Extracted records:
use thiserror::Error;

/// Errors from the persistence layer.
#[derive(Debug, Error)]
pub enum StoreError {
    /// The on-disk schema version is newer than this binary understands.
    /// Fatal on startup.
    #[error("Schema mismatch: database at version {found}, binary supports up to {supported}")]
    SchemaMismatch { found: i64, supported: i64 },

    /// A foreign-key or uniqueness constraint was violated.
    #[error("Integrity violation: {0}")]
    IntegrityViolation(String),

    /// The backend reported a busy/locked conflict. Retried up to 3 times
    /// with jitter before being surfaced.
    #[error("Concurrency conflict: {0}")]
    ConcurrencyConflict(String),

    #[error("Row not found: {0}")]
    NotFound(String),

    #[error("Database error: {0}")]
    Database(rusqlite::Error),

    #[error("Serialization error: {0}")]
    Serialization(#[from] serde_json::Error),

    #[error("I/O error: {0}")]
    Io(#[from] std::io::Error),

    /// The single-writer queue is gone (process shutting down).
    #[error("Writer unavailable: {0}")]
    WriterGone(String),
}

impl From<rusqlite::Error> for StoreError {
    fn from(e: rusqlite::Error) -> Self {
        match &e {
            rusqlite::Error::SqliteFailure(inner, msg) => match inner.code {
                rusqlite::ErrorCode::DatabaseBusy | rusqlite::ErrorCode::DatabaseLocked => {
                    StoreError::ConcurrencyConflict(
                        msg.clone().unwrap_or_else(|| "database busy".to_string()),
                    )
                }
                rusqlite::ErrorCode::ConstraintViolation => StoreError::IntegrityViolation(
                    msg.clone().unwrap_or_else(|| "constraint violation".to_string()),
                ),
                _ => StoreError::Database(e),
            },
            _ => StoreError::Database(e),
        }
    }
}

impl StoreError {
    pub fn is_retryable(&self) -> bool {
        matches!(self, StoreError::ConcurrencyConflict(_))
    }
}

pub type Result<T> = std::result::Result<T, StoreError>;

About this task: Could you please retype the lines from the start of the data through the line with "mismatch: database at", both included, and nothing else?

Solution for this exercise:
use thiserror::Error;

/// Errors from the persistence layer.
#[derive(Debug, Error)]
pub enum StoreError {
    /// The on-disk schema version is newer than this binary understands.
    /// Fatal on startup.
    #[error("Schema mismatch: database at version {found}, binary supports up to {supported}")]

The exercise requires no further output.